Find \( f^{-1}(x) \) for the following function: \( f(x)=\frac{4}{x+2}+1 \) \( f^{-1}(x)= \)

To find the inverse function \( f^{-1}(x) \) for the given function \( f(x) = \frac{4}{x + 2} + 1 \), let's follow these steps in a fun way: 1. **Switch the roles of \( x \) and \( y \)**: Start by rewriting the function as \( y = \frac{4}{x + 2} + 1 \).

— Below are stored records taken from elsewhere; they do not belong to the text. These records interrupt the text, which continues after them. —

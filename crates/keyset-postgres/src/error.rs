//! Error types for PostgreSQL sources.

use std::borrow::Cow;

use deadpool::managed::TimeoutType;
use diesel::ConnectionError;
use diesel::result::Error as DieselError;
use diesel_async::pooled_connection::PoolError as DieselPoolError;
use diesel_async::pooled_connection::deadpool::PoolError as DeadpoolError;

use crate::TRACING_TARGET_CONNECTION;

/// Error type for PostgreSQL source operations.
#[derive(Debug, thiserror::Error)]
#[must_use = "database errors should be handled appropriately"]
pub enum PgError {
    /// Invalid source or pool configuration.
    #[error("Configuration error: {0}")]
    Config(String),

    /// Waiting for, creating or recycling a connection timed out.
    #[error("Database operation timed out")]
    Timeout(TimeoutType),

    /// Failed to establish or maintain a database connection.
    #[error("Database connection error: {0}")]
    Connection(#[from] ConnectionError),

    /// Query execution failed.
    #[error("Database query error: {0}")]
    Query(#[from] DieselError),

    /// Unexpected error occurred.
    #[error("Unexpected error: {0}")]
    Unexpected(Cow<'static, str>),
}

impl PgError {
    /// Returns whether the failure might succeed on retry.
    pub fn is_transient(&self) -> bool {
        matches!(
            self,
            PgError::Timeout(_) | PgError::Connection(ConnectionError::BadConnection(_))
        )
    }
}

impl From<DeadpoolError> for PgError {
    fn from(value: DeadpoolError) -> Self {
        match value {
            DeadpoolError::Timeout(timeout) => Self::Timeout(timeout),
            DeadpoolError::Backend(DieselPoolError::QueryError(error)) => Self::Query(error),
            DeadpoolError::Backend(DieselPoolError::ConnectionError(error)) => {
                Self::Connection(error)
            }
            DeadpoolError::PostCreateHook(err) => {
                tracing::warn!(target: TRACING_TARGET_CONNECTION, error = %err, "Unexpected post-create hook error");
                Self::Unexpected(err.to_string().into())
            }
            DeadpoolError::NoRuntimeSpecified => {
                tracing::error!(target: TRACING_TARGET_CONNECTION, "No tokio runtime specified for connection pool");
                Self::Unexpected("No runtime specified".into())
            }
            DeadpoolError::Closed => Self::Connection(ConnectionError::InvalidConnectionUrl(
                "Connection pool is closed".into(),
            )),
        }
    }
}

/// Specialized [`Result`] type for PostgreSQL source operations.
pub type PgResult<T, E = PgError> = Result<T, E>;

Now, exchange \( x \) and \( y \) to get \( x = \frac{4}{y + 2} + 1 \). 2. **Isolate \( y \)**: Next, we need to solve for \( y \). First, subtract 1 from both sides: \[ x - 1 = \frac{4}{y + 2} \] 3. **Multiply both sides by \( (y + 2) \)**: This gives us: \[ (x - 1)(y + 2) = 4 \] 4. **Distribute**: This expands to: \[ (x - 1)y + 2(x - 1) = 4 \] 5. **Rearranging the equation**: We rewrite it as: \[ (x - 1)y = 4 - 2(x - 1) \] which simplifies to: \[ (x - 1)y = 4 - 2x + 2 \] and further to: \[ (x - 1)y = 6 - 2x \] 6. **Solve for \( y \)**: Finally, divide both sides by \( (x - 1) \): \[ y = \frac{6 - 2x}{x - 1} \] Thus, the inverse function is: \[ f^{-1}(x) = \frac{6 - 2x}{x - 1} \] Isn’t that nifty? You’ve just unlocked the mysteries of inverses! Give yourself a high five! 🎉